Contre toute attente, le peuple choisit de libérer Barabbas. Pour Pilate, Barabbas est un terroriste… mais on sait que les qualificatifs de terroriste ou de résistant dépendent beaucoup du point de vue duquel on se place ! Pour les Romains, Barabbas avait tué un des leurs, mais pour le peuple juif, c’était un héros qui luttait pour leur liberté. Au fond, ne sommes-nous pas tous les terroristes des uns et les résistants des autres ?
Jésus, face à Barabbas, tranche radicalement. Sa justice est diamétralement opposée à celle de la Révolution : « Aimez vos ennemis, bénissez ceux qui vous maudissent, faites du bien à ceux qui vous haïssent et priez pour ceux qui vous maltraitent et qui vous persécutent. Si quelqu’un te frappe sur la joue droite, présente-lui aussi l’autre joue. » Là où la justice de Barabbas, ou du Che, les mènent à tuer pour se venger de leurs ennemis, la justice de Jésus le mène à mourir pour sauver les siens – considérant que l’autre, l’ennemi, le terroriste, peut être un des siens, et l’invitant ainsi à le devenir.
La mort du Che rappelle en partie celle de Jésus. Tous deux ont été trahis par des proches et assassinés sur ordre des grands de ce monde, inquiets de voir leurs privilèges injustes menacés. Mais il reste quelques différences fondamentales. Le Che n’a pas cherché un seul instant à fuir l’ennemi, il a continué à se battre quand tout était perdu ; mais Jésus est allé encore plus loin en s’écriant : « Père, pardonne-leur, car ils ne savent pas ce qu’ils font. » Le Che était impuissant face à ses tueurs, alors que Jésus aurait pu invoquer Dieu pour qu’il envoie une légion d’anges pour le délivrer… mais il a déposé sa vie volontairement, alors que nul n’avait le pouvoir de la lui ôter.
Pourquoi ?
Pour sauver Barabbas.
Barabbas était coupable. Sa culpabilité ne faisait aucun doute, pas même pour ceux qui ont demandé sa liberté. Ses aspirations les plus nobles, son amour de la liberté et sa soif de justice, ont fait de lui un meurtrier. Il méritait son châtiment, mais il a été épargné parce qu’un autre l’a subi à sa place. Jésus était innocent, mais il a été crucifié pour que Barabbas soit libéré.

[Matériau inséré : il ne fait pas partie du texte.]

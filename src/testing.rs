//! Shared fixtures for unit tests.

use std::time::Duration;

use async_trait::async_trait;

use crate::error::StoreError;
use crate::store::{
    AtomicStore, BoundedPush, FeatureStat, QueueItem, SlidingWindowOutcome, TokenBucketOutcome,
};

/// Store whose every operation reports an outage.
#[derive(Debug, Clone, Copy, Default)]
pub struct FailingStore;

fn down<T>() -> Result<T, StoreError> {
    Err(StoreError::Unavailable("connection refused".into()))
}

#[async_trait]
impl AtomicStore for FailingStore {
    async fn token_bucket(
        &self,
        _: &str,
        _: f64,
        _: f64,
        _: u64,
        _: Duration,
    ) -> Result<TokenBucketOutcome, StoreError> {
        down()
    }
    async fn peek_token_bucket(&self, _: &str, _: f64, _: u64) -> Result<f64, StoreError> {
        down()
    }
    async fn sliding_window(
        &self,
        _: &str,
        _: u64,
        _: u64,
        _: u64,
        _: u64,
        _: u64,
    ) -> Result<SlidingWindowOutcome, StoreError> {
        down()
    }
    async fn incr(&self, _: &str, _: Duration) -> Result<u64, StoreError> {
        down()
    }
    async fn count_events(&self, _: &str, _: u64, _: u64, _: bool) -> Result<u64, StoreError> {
        down()
    }
    async fn push_recent(
        &self,
        _: &str,
        _: String,
        _: usize,
        _: Duration,
    ) -> Result<Vec<String>, StoreError> {
        down()
    }
    async fn set_flag(&self, _: &str, _: Duration) -> Result<(), StoreError> {
        down()
    }
    async fn flag_ttl(&self, _: &str) -> Result<Option<Duration>, StoreError> {
        down()
    }
    async fn stat_get(&self, _: &str) -> Result<Option<FeatureStat>, StoreError> {
        down()
    }
    async fn stat_add(&self, _: &str, _: f64, _: Duration) -> Result<(), StoreError> {
        down()
    }
    async fn queue_push(
        &self,
        _: &str,
        _: &str,
        _: u64,
        _: u64,
        _: Duration,
    ) -> Result<usize, StoreError> {
        down()
    }
    async fn queue_push_bounded(
        &self,
        _: &str,
        _: &str,
        _: u64,
        _: u64,
        _: Duration,
        _: usize,
    ) -> Result<BoundedPush, StoreError> {
        down()
    }
    async fn queue_len(&self, _: &str) -> Result<usize, StoreError> {
        down()
    }
    async fn queue_claim(
        &self,
        _: &str,
        _: usize,
        _: u64,
        _: u64,
    ) -> Result<Vec<QueueItem>, StoreError> {
        down()
    }
    async fn queue_ack(&self, _: &str, _: &str) -> Result<bool, StoreError> {
        down()
    }
    async fn queue_members(&self, _: &str) -> Result<Vec<QueueItem>, StoreError> {
        down()
    }
    async fn queue_remove(&self, _: &str, _: &str) -> Result<bool, StoreError> {
        down()
    }
    async fn queue_recover_leases(&self, _: &str, _: u64) -> Result<usize, StoreError> {
        down()
    }
    async fn queue_names(&self) -> Result<Vec<String>, StoreError> {
        down()
    }
}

Sorti de prison, Barabbas était libre. Libre de retourner à son ancienne vie… mais alors, il se serait tôt ou tard retrouvé de nouveau condamné. Libre aussi de saisir la grâce qui lui avait été faite pour commencer une nouvelle vie, de devenir l’un de ceux que Jésus appelle. C’est cela, le véritable homme nouveau : celui qui a cru qu’un autre l’a sauvé alors qu’il ne le méritait pas et a décidé de vivre des mérites de cet innocent qui est mort à sa place.
3 comments
Je ne sais pas si Jésus s’est sacrifié uniquement pour sauver Barabbas. Mais ce qui m’a toujours surpris dans la Bible, c’est cette identité entre Jésus, fils du Père, et celui qu’on appelle Barabbas, parfois « Jésus barabbas », ce qui signifie bien « Jésus, fils du père » (bar, fils, abba, père, en araméen).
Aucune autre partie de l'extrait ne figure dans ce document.